- Prompt:
The answer should be one number only, namely how many lines of the records hold the word "that".
Material shown section start
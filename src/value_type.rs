//! Partial type information used by the compiler for specialization.
//!
//! A [`ValueType`] is a lattice element: `⊤` (all-unknown) downward to a
//! fully pinned value.

use std::hash::{Hash, Hasher};

use crate::context::VmContext;
use crate::shape::ShapeId;
use crate::value::{FunctionRef, Tag, ValuePair, Word};

/// The three mutually-exclusive payload kinds a [`ValueType`] may carry.
///
/// At most one of `shape_known`, `fptr_known`, `val_known` is ever true
/// because their storage aliases one word; modeling that as a three-way
/// enum instead of three `Option`s makes the exclusion structural rather
/// than a runtime invariant to maintain by hand.
#[derive(Debug, Clone, Copy, PartialEq, Eq, Hash)]
enum Payload {
    None,
    Shape(ShapeId),
    Fptr(FunctionRef),
    Val(Word),
}

/// A compact record of partial knowledge about a value.
#[derive(Debug, Clone, Copy)]
pub struct ValueType {
    tag_known: bool,
    tag: Tag,
    payload: Payload,
    /// Usable by the compiler to elide overflow checks: the value is known
    /// to be strictly less than its tag's maximum.
    pub sub_max: bool,
}

impl ValueType {
    /// `⊤`: nothing known about the value.
    pub const ANY: ValueType = ValueType {
        tag_known: false,
        tag: Tag::Int32,
        payload: Payload::None,
        sub_max: false,
    };

    /// Build a type that only knows the tag (used in tests and by callers
    /// that don't have a live object/function to hand).
    #[must_use]
    pub const fn from_tag(tag: Tag) -> Self {
        ValueType {
            tag_known: true,
            tag,
            payload: Payload::None,
            sub_max: false,
        }
    }

    /// Builds the type that exactly describes a concrete value.
    #[must_use]
    pub fn from_value(ctx: &VmContext, v: ValuePair) -> Self {
        let payload = if v.tag.is_object() {
            Payload::Shape(ctx.heap.get_shape_idx(v.as_object_id()))
        } else if v.tag == Tag::FunPtr {
            Payload::Fptr(FunctionRef(v.word as u32))
        } else if v.tag == Tag::Int32 {
            Payload::Val(v.word)
        } else {
            Payload::None
        };
        ValueType {
            tag_known: true,
            tag: v.tag,
            payload,
            sub_max: false,
        }
    }

    #[must_use]
    pub fn tag(&self) -> Option<Tag> {
        self.tag_known.then_some(self.tag)
    }

    #[must_use]
    pub fn shape(&self) -> Option<ShapeId> {
        match self.payload {
            Payload::Shape(s) => Some(s),
            _ => None,
        }
    }

    #[must_use]
    pub fn fptr(&self) -> Option<FunctionRef> {
        match self.payload {
            Payload::Fptr(f) => Some(f),
            _ => None,
        }
    }

    #[must_use]
    pub fn word(&self) -> Option<Word> {
        match self.payload {
            Payload::Val(w) => Some(w),
            _ => None,
        }
    }

    /// Pointwise meet: a field is known in the result iff it's known in both
    /// inputs and the underlying payloads agree.
    #[must_use]
    pub fn join(a: ValueType, b: ValueType) -> ValueType {
        let tag_known = a.tag_known && b.tag_known && a.tag == b.tag;
        let payload = if a.payload == b.payload {
            a.payload
        } else {
            Payload::None
        };
        ValueType {
            tag_known,
            tag: if tag_known { a.tag } else { Tag::Int32 },
            payload,
            sub_max: a.sub_max && b.sub_max,
        }
    }

    /// `a` refines `b`: `join(a, b) == b`.
    #[must_use]
    pub fn is_subtype(self, other: ValueType) -> bool {
        ValueType::join(self, other) == other
    }

    /// Project a value's type down to what a shape node may store: strips
    /// `shape_known`, `val_known`, and `sub_max` unconditionally, then
    /// applies the two configuration options.
    ///
    /// When the stripped-away shape belongs to a closure and
    /// `shape_nofptrspec` is not set, the closure's own recorded function
    /// identity is lifted into `fptr` so callsite specialization survives
    /// the shape becoming unknown.
    #[must_use]
    pub fn prop_type(
        self,
        shapes: &mut crate::shape::ShapeRegistry,
        shape_notagspec: bool,
        shape_nofptrspec: bool,
    ) -> ValueType {
        let mut payload = match self.payload {
            Payload::Val(_) => Payload::None,
            Payload::Shape(shape_id) => {
                if shape_nofptrspec {
                    Payload::None
                } else {
                    match shapes.closure_fptr(shape_id) {
                        Some(f) => Payload::Fptr(f),
                        None => Payload::None,
                    }
                }
            }
            other => other,
        };
        if shape_nofptrspec {
            if let Payload::Fptr(_) = payload {
                payload = Payload::None;
            }
        }

        ValueType {
            tag_known: self.tag_known && !shape_notagspec,
            tag: self.tag,
            payload,
            sub_max: false,
        }
    }
}

impl PartialEq for ValueType {
    fn eq(&self, other: &Self) -> bool {
        if self.tag_known != other.tag_known {
            return false;
        }
        if self.tag_known && self.tag != other.tag {
            return false;
        }
        self.sub_max == other.sub_max && self.payload == other.payload
    }
}

impl Eq for ValueType {}

impl Hash for ValueType {
    fn hash<H: Hasher>(&self, state: &mut H) {
        self.tag_known.hash(state);
        if self.tag_known {
            self.tag.hash(state);
        }
        self.sub_max.hash(state);
        self.payload.hash(state);
    }
}
//! Hidden-class shape tree and per-instance property store for a
//! dynamic-language VM.
//!
//! The crate is organized as one focused module per concept:
//!
//! - [`value`]: the tagged [`value::ValuePair`] carrier and object/function
//!   handles.
//! - [`attrs`]: the [`attrs::Attributes`] bit set.
//! - [`value_type`]: [`value_type::ValueType`], the partial-type lattice
//!   used for specialization.
//! - [`shape`]: the [`shape::ShapeRegistry`] hidden-class tree.
//! - [`object`]: the [`object::ObjectHeap`] inline/extension slot store.
//! - [`protocol`]: `get`/`set`/`def_const`/`set_prop_attrs`, the property
//!   access protocol built on top of the previous modules.
//! - [`context`]: [`context::VmContext`], threading all of the above
//!   through every call instead of relying on ambient globals.

pub mod attrs;
pub mod context;
pub mod object;
pub mod protocol;
pub mod shape;
pub mod value;
pub mod value_type;

pub use self::attrs::Attributes;
pub use self::context::{Config, VmContext};
pub use self::object::{LayoutKind, ObjectHeap};
pub use self::shape::{ShapeId, ShapeRegistry};
pub use self::value::{FunctionRef, ObjectId, Tag, ValuePair, Word};
pub use self::value_type::ValueType;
Material shown section end
- Answer to this task:
4